▶ TASK STATEMENT: Starting at the top of the entries below, set down each line exactly as written, and stop after the line containing "observed proportions, length".

▶ THE RECORDS:
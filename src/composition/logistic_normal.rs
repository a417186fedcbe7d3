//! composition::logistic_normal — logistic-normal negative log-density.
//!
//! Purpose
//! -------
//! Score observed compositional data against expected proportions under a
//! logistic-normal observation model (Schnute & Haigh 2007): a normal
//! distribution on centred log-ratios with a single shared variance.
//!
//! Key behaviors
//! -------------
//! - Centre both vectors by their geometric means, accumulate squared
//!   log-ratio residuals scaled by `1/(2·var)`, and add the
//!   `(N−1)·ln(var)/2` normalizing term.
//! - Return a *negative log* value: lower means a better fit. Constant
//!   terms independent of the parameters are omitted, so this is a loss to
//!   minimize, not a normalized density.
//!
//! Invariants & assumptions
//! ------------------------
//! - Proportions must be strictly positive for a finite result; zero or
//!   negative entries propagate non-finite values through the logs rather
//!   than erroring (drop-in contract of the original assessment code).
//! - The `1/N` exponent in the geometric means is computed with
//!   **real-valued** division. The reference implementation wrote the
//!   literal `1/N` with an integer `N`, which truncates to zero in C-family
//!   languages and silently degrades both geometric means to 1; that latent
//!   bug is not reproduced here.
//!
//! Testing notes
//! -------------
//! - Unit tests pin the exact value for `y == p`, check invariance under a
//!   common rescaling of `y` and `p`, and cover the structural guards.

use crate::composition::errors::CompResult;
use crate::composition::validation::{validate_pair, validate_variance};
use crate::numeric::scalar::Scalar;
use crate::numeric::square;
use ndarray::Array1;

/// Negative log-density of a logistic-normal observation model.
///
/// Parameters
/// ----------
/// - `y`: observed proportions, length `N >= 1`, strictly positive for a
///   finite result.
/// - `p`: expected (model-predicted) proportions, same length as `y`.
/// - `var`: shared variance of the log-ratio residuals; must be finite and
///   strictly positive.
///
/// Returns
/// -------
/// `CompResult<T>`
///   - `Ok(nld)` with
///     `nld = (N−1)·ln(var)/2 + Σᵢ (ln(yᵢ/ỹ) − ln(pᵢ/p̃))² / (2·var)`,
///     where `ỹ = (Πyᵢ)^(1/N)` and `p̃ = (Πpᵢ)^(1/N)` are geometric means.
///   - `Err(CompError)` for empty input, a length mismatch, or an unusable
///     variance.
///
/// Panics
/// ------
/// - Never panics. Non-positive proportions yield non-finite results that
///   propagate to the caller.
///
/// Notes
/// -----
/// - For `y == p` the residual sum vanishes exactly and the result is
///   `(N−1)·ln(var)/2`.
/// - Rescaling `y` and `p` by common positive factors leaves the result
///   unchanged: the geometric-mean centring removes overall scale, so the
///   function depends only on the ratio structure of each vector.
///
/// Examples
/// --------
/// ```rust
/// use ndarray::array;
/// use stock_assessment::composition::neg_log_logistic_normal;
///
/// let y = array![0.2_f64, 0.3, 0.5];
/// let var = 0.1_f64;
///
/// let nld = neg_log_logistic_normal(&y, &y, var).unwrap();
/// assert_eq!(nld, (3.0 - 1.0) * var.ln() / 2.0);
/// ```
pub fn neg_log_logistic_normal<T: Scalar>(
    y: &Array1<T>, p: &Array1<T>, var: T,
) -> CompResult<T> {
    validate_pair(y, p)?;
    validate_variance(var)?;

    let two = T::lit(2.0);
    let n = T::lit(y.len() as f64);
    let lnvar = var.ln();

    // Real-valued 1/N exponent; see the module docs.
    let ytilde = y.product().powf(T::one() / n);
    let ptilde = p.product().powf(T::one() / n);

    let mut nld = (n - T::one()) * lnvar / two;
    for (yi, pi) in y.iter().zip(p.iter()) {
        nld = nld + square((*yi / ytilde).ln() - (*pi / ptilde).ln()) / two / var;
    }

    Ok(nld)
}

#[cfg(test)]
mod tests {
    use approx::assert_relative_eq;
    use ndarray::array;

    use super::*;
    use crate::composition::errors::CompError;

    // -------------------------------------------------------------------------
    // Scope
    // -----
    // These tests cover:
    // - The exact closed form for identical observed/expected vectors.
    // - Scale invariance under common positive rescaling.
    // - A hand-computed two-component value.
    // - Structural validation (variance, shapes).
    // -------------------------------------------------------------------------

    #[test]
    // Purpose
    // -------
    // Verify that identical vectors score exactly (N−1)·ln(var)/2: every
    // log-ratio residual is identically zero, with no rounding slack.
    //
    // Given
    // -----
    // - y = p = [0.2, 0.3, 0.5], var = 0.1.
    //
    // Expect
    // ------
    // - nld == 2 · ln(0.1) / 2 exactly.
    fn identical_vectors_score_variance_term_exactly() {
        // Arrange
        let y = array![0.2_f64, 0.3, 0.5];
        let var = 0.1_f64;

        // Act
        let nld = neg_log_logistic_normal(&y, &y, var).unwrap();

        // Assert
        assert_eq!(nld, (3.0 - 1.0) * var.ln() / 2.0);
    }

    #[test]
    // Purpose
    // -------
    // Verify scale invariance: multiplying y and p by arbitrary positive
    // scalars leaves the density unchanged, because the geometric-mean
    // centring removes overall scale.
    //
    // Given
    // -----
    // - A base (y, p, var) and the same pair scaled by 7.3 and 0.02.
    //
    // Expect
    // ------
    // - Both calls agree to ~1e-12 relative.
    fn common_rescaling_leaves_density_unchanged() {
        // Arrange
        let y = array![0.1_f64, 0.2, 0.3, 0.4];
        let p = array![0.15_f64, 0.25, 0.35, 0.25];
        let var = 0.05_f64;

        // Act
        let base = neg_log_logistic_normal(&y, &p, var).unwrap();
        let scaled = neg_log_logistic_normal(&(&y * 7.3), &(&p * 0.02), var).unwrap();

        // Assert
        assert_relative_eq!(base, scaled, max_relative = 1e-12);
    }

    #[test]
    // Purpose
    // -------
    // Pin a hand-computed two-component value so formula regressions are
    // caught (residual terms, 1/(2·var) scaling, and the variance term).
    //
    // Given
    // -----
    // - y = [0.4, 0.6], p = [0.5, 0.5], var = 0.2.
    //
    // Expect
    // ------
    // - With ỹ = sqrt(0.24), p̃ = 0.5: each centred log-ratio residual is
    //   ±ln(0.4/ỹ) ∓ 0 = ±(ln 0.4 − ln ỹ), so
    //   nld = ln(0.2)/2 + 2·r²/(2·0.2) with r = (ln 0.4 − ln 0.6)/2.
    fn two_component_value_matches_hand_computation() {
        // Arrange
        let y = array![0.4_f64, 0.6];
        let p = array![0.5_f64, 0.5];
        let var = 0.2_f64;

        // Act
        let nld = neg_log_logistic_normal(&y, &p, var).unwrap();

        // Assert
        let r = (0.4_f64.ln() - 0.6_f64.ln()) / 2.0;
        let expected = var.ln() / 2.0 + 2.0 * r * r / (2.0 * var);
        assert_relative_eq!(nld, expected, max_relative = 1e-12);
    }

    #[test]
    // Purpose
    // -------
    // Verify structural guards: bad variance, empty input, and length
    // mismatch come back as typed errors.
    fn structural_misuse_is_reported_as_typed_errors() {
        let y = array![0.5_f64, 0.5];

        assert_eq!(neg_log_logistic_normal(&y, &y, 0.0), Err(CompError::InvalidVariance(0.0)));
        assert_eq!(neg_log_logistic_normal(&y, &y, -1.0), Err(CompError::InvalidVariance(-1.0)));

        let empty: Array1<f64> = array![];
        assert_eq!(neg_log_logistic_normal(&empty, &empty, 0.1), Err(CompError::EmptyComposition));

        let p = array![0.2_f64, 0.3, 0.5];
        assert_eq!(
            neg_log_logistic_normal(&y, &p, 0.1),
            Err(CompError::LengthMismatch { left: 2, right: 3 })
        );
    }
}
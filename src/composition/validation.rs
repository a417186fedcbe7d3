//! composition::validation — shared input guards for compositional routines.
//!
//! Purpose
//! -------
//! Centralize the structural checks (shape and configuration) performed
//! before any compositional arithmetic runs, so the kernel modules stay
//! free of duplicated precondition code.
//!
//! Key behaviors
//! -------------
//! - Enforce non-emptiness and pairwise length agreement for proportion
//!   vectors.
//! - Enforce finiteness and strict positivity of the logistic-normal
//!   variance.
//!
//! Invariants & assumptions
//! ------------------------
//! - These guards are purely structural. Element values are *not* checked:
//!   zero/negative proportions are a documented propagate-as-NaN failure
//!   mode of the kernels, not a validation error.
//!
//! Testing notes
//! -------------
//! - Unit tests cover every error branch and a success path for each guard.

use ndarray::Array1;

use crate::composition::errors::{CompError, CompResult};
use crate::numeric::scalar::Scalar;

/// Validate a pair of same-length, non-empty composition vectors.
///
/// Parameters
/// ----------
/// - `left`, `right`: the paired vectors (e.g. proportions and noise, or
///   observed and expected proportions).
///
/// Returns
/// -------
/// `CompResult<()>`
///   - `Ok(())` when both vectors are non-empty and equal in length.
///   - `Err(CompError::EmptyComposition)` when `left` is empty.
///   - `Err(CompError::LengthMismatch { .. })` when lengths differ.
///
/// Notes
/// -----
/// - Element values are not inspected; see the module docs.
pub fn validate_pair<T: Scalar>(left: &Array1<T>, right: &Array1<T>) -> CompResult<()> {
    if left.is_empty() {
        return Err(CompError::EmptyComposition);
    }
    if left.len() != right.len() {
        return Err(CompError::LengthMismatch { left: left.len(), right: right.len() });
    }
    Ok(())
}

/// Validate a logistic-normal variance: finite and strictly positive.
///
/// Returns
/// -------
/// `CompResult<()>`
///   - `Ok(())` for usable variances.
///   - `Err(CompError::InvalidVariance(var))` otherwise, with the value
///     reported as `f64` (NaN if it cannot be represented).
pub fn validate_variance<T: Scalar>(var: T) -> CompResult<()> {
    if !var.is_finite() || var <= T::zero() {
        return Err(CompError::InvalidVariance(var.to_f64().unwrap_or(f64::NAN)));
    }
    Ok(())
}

▶ REPLY:
filename src/composition/logistic_normal.rs
repository a417186fedcbe7d3
//! composition::logistic_normal — logistic-normal negative log-density.
//!
//! Purpose
//! -------
//! Score observed compositional data against expected proportions under a
//! logistic-normal observation model (Schnute & Haigh 2007): a normal
//! distribution on centred log-ratios with a single shared variance.
//!
//! Key behaviors
//! -------------
//! - Centre both vectors by their geometric means, accumulate squared
//!   log-ratio residuals scaled by `1/(2·var)`, and add the
//!   `(N−1)·ln(var)/2` normalizing term.
//! - Return a *negative log* value: lower means a better fit. Constant
//!   terms independent of the parameters are omitted, so this is a loss to
//!   minimize, not a normalized density.
//!
//! Invariants & assumptions
//! ------------------------
//! - Proportions must be strictly positive for a finite result; zero or
//!   negative entries propagate non-finite values through the logs rather
//!   than erroring (drop-in contract of the original assessment code).
//! - The `1/N` exponent in the geometric means is computed with
//!   **real-valued** division. The reference implementation wrote the
//!   literal `1/N` with an integer `N`, which truncates to zero in C-family
//!   languages and silently degrades both geometric means to 1; that latent
//!   bug is not reproduced here.
//!
//! Testing notes
//! -------------
//! - Unit tests pin the exact value for `y == p`, check invariance under a
//!   common rescaling of `y` and `p`, and cover the structural guards.

use crate::composition::errors::CompResult;
use crate::composition::validation::{validate_pair, validate_variance};
use crate::numeric::scalar::Scalar;
use crate::numeric::square;
use ndarray::Array1;

/// Negative log-density of a logistic-normal observation model.
///
/// Parameters
/// ----------
/// - `y`: observed proportions, length `N >= 1`, strictly positive for a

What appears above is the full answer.